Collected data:
● ● ● ●

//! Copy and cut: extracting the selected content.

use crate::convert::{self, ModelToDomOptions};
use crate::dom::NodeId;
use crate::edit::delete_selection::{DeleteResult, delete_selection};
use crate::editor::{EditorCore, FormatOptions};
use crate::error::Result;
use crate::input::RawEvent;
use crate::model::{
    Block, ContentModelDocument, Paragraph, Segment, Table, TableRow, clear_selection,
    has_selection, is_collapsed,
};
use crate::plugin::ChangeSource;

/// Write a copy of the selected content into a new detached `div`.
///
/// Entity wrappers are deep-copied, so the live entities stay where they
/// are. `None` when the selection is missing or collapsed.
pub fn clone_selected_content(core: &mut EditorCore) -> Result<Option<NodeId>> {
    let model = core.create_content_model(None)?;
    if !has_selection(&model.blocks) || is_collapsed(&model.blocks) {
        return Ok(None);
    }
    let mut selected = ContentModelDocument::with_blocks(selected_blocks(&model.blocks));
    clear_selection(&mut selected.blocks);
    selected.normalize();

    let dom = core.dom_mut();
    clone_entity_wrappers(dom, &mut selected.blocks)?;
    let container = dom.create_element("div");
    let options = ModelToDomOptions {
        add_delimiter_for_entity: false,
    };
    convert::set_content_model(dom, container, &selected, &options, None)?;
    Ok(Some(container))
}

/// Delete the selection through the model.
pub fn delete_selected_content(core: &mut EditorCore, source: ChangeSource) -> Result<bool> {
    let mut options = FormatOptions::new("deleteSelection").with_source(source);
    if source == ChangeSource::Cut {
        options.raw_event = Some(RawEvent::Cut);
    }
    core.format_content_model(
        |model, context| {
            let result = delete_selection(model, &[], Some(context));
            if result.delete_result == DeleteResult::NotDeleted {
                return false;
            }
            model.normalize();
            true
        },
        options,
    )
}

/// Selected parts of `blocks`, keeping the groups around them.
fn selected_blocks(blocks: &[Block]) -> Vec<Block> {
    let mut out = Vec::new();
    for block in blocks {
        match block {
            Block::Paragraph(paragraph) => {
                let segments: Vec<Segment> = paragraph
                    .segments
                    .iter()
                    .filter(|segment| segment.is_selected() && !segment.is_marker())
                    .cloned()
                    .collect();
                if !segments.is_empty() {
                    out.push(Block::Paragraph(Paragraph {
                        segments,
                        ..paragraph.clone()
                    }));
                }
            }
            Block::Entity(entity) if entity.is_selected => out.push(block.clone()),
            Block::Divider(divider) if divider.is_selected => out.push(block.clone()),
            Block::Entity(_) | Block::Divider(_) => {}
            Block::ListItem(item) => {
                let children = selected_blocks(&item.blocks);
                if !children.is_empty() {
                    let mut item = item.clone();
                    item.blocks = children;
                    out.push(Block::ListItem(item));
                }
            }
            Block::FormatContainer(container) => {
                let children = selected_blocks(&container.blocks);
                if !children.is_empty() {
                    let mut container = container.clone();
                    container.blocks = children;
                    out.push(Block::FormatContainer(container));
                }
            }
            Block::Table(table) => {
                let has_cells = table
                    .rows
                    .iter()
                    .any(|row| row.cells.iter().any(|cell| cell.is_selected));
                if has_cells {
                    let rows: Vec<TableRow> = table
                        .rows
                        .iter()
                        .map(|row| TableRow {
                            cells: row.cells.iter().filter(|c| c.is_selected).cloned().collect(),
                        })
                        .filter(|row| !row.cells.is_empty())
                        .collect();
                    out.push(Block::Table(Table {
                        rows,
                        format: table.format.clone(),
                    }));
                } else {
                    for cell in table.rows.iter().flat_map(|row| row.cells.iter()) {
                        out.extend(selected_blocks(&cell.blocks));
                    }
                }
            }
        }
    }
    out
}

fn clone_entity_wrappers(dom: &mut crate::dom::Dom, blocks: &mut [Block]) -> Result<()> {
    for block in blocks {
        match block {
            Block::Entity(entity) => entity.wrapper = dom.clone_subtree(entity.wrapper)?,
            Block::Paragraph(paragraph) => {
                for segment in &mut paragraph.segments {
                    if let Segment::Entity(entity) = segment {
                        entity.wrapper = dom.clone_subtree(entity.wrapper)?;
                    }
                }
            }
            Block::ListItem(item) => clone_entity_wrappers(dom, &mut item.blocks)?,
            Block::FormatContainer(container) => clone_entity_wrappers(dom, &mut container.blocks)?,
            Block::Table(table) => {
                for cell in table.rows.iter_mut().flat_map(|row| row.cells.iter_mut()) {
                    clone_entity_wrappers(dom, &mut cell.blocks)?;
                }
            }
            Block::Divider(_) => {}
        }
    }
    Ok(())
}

● ● ● ●

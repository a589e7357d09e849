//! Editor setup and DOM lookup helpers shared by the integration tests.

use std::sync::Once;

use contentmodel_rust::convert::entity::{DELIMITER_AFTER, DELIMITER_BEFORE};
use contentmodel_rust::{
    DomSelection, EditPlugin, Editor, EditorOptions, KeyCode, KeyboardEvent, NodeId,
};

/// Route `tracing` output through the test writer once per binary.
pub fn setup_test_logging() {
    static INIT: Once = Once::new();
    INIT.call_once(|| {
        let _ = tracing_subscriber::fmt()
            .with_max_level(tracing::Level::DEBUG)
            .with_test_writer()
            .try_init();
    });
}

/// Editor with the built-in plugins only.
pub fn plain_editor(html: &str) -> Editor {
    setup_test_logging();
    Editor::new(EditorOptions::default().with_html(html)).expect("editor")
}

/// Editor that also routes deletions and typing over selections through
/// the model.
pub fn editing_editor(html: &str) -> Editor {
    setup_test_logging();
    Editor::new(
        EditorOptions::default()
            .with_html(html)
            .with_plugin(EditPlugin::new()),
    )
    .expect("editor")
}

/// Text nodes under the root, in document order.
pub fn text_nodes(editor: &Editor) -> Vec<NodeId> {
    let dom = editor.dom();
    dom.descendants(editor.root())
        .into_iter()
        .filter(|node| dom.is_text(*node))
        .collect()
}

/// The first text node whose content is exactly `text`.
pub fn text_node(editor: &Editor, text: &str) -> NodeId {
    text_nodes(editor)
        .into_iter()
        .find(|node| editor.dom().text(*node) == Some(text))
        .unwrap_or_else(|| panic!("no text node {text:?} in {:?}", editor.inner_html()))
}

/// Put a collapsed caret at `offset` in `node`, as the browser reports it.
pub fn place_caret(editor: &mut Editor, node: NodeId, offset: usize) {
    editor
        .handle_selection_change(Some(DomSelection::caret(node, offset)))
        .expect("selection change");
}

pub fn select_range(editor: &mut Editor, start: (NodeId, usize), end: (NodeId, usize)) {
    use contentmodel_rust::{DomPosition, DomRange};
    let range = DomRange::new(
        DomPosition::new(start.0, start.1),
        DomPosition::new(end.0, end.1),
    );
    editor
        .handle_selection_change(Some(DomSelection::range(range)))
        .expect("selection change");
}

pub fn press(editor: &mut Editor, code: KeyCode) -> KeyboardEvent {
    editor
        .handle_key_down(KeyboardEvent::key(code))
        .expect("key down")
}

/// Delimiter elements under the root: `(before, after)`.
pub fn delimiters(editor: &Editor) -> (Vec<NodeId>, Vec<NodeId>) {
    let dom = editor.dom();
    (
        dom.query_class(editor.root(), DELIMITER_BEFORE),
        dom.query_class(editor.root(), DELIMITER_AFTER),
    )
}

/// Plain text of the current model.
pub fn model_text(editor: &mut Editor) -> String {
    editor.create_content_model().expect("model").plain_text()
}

● ● ● ●

Among the entries, count the lines that hold "Some". Reply with the count only.

6